FDA's investigationlk widened from Atlanta and San Francisco to areas under the jurisdiction of FDA offices in Boston, Cincinnati, Dallas, Denver, Los Angeles, Minneapolis, New Orleans, New York, and Orlando, Fla.

Evidence showed the poisonings were nationwide. Through health food stores, mail order outlets, body building gyms, and fitness centers, victims were buying GHB as granules, capsules and powder under various generic names, including gamma hydroxybutyric acid, sodium oxybate, and gamma hydroxybutyrate sodium.

FDA and California authorities in early November embargoed 716 bottles of GHB at a firm in Sunnyvale and seized about 1,000 bottles at a location in San Francisco, thus removing some $100,000 worth of the product from the market.

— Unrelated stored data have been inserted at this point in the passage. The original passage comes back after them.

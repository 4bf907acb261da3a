//! Token-budgeted prompt assembly.
//!
//! This crate turns a tale snapshot (conversation log, world state,
//! storybook, scenario metadata) plus the player's new turn into a
//! transport-agnostic [`taleweaver_core::ChatRequest`] that fits the active
//! model's context window.
//!
//! Selection is strictly ordered and budget-checked: system prompt, then
//! scenario description and author's note, then triggered storybook
//! content, then as much recent history as fits, and finally the player's
//! formatted turn. Overflow is resolved by progressive exclusion and
//! reported through a warning side-channel, never a hard failure.

#![forbid(unsafe_code)]
#![warn(missing_docs)]

mod builder;
mod compactor;
mod prompts;
mod storybook;
mod token_counter;

pub use builder::{
    build_message, LogSource, PromptOutput, PromptParams, PromptParamsBuilder,
    PromptParamsBuilderError, PromptSettings, PromptWarning, TurnInput, LOOKBACK_TARGET,
};
pub use compactor::compact_log;
pub use prompts::{
    CONTINUE_AUTHOR_NOTE, CONTINUE_SYSTEM_PROMPT, GM_SYSTEM_PROMPT, STORY_TELLER_SYSTEM_PROMPT,
};
pub use storybook::{inject_context, render_storybook, select_cards};
pub use token_counter::{count_message_tokens, count_tokens};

In a press release dated Nov. 8, 1990, FDA warned:

* Anyone taking GHB outside of physician-supervised studies should stop immediately.

* Anyone taking GHB who has headaches, nausea, vomiting, diarrhea, seizures, uncontrolled shaking, or central nervous system disorders such as unexplained drowsiness should immediately seek medical attention.

* Physicians treating patients with these symptoms should report the cases to the local poison control center.

A poll of poison control centers by the U.S. Centers for Disease Control, reported in the Nov. 30, 1990, Morbidity and Mortality Weekly Report, revealed GHB-related illnesses in California (25), Georgia (15), Florida (7), South Carolina (3), Arizona and Minnesota (2 each), and Ohio, Texas and Virginia (1 each). Patients reported that within 15 to 50 minutes of taking one half to three teaspoons of GHB, they developed symptoms such as vomiting, drowsiness, dizziness, tremors, seizure-like movements, unconsciousness, slowed heartbeat, lowered blood pressure, and breathing difficulty. Spontaneous recovery occurred in 2 to 96 hours. Severity and duration appeared to depend on dose, concurrent use of other depressants (usually alcohol), or both. No deaths were reported, but most patients required emergency room care.